**Saved data entries**
:::

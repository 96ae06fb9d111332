//! Object Submodule - Typed Object View
//!
//! [`ObjectView`] wraps a raw object address with accessors that know
//! the layout rules. All heap access in the runtime above the memory
//! layer goes through here, so the layout encoding lives in exactly
//! one place.

use crate::memory::{read_value, write_value};
use crate::object::header::{header, HEADER_SIZE, SLOT_SIZE};
use crate::types::{TypeHandle, TypeRegistry};

/// View over a managed object at a raw address
///
/// A view is just an address plus layout knowledge; it borrows
/// nothing and copying it is free. The accessors are `unsafe` for the
/// same reason raw reads are: the view cannot prove the address still
/// refers to a live object of the claimed shape.
#[derive(Debug, Clone, Copy, PartialEq, Eq)]
pub struct ObjectView {
    addr: usize,
}

impl ObjectView {
    pub fn new(addr: usize) -> Self {
        debug_assert_ne!(addr, 0, "view of the null address");
        ObjectView { addr }
    }

    pub fn addr(self) -> usize {
        self.addr
    }

    /// Registered type of the object
    ///
    /// # Safety
    ///
    /// The address must refer to a live managed object.
    pub unsafe fn type_handle(self) -> TypeHandle {
        header(self.addr).ty
    }

    /// Address of the first payload byte
    pub fn payload(self) -> usize {
        self.addr + HEADER_SIZE
    }

    // === Fields of plain objects ===

    /// Address of the field at `offset` within the payload
    pub fn field_addr(self, offset: usize) -> usize {
        self.addr + HEADER_SIZE + offset
    }

    /// Read a field value
    ///
    /// # Safety
    ///
    /// The object must be live and `offset` must be a valid field
    /// offset for a value of type `T`.
    pub unsafe fn read_field<T: Copy>(self, offset: usize) -> T {
        read_value(self.field_addr(offset))
    }

    /// Write a field value
    ///
    /// # Safety
    ///
    /// Same as [`read_field`](Self::read_field).
    pub unsafe fn write_field<T: Copy>(self, offset: usize, value: T) {
        write_value(self.field_addr(offset), value);
    }

    // === Strings ===

    /// Byte length of a string object
    ///
    /// # Safety
    ///
    /// The object must be a live string.
    pub unsafe fn string_len(self) -> usize {
        read_value(self.addr + HEADER_SIZE)
    }

    /// Borrow the UTF-8 content of a string object
    ///
    /// # Safety
    ///
    /// The object must be a live string whose content was written as
    /// valid UTF-8, and the borrow must not outlive the object.
    pub unsafe fn string_bytes<'a>(self) -> &'a [u8] {
        let len = self.string_len();
        std::slice::from_raw_parts((self.addr + HEADER_SIZE + SLOT_SIZE) as *const u8, len)
    }

    /// Borrow a string object's content as `&str`
    ///
    /// # Safety
    ///
    /// Same as [`string_bytes`](Self::string_bytes).
    pub unsafe fn as_str<'a>(self) -> &'a str {
        std::str::from_utf8_unchecked(self.string_bytes())
    }

    // === Arrays ===

    /// Total element count of an array object
    ///
    /// For multi-dimensional arrays this is the product of all
    /// dimensions.
    ///
    /// # Safety
    ///
    /// The object must be a live array.
    pub unsafe fn array_len(self) -> usize {
        read_value(self.addr + HEADER_SIZE)
    }

    /// Rank of an array object (1 for plain arrays)
    ///
    /// # Safety
    ///
    /// The object must be a live array.
    pub unsafe fn array_rank(self) -> usize {
        read_value(self.addr + HEADER_SIZE + SLOT_SIZE)
    }

    /// Length of one dimension of a multi-dimensional array
    ///
    /// Rank-1 arrays store no dimensions table; for them, dimension 0
    /// is the array length.
    ///
    /// # Safety
    ///
    /// The object must be a live array and `dim < rank`.
    pub unsafe fn array_dim(self, dim: usize) -> usize {
        let rank = self.array_rank();
        debug_assert!(dim < rank, "dimension {dim} out of rank {rank}");
        if rank <= 1 {
            self.array_len()
        } else {
            read_value(self.addr + HEADER_SIZE + 2 * SLOT_SIZE + dim * SLOT_SIZE)
        }
    }

    /// Address of the first element
    ///
    /// # Safety
    ///
    /// The object must be a live array.
    pub unsafe fn elements_addr(self) -> usize {
        let rank = self.array_rank();
        let dims_table = if rank > 1 { rank * SLOT_SIZE } else { 0 };
        self.addr + HEADER_SIZE + 2 * SLOT_SIZE + dims_table
    }

    /// Address of element `index` (flat, row-major)
    ///
    /// # Safety
    ///
    /// The object must be a live array and `index < len`.
    pub unsafe fn element_addr(self, types: &TypeRegistry, index: usize) -> usize {
        debug_assert!(
            index < self.array_len(),
            "element index {index} out of bounds"
        );
        let element = types
            .element_of(self.type_handle())
            .expect("array type without element type");
        self.elements_addr() + index * types.value_size(element)
    }

    /// Read element `index` of an array
    ///
    /// # Safety
    ///
    /// The object must be a live array of elements readable as `T`,
    /// and `index < len`.
    pub unsafe fn read_element<T: Copy>(self, types: &TypeRegistry, index: usize) -> T {
        read_value(self.element_addr(types, index))
    }

    /// Write element `index` of an array
    ///
    /// # Safety
    ///
    /// Same as [`read_element`](Self::read_element).
    pub unsafe fn write_element<T: Copy>(self, types: &TypeRegistry, index: usize, value: T) {
        write_value(self.element_addr(types, index), value);
    }
}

:::

**WHAT IS BEING ASKED**
Copy each line of the records that has "valid" in it.

**ANSWER FOR THIS EXERCISE**
    /// The object must be live and `offset` must be a valid field
    /// valid UTF-8, and the borrow must not outlive the object.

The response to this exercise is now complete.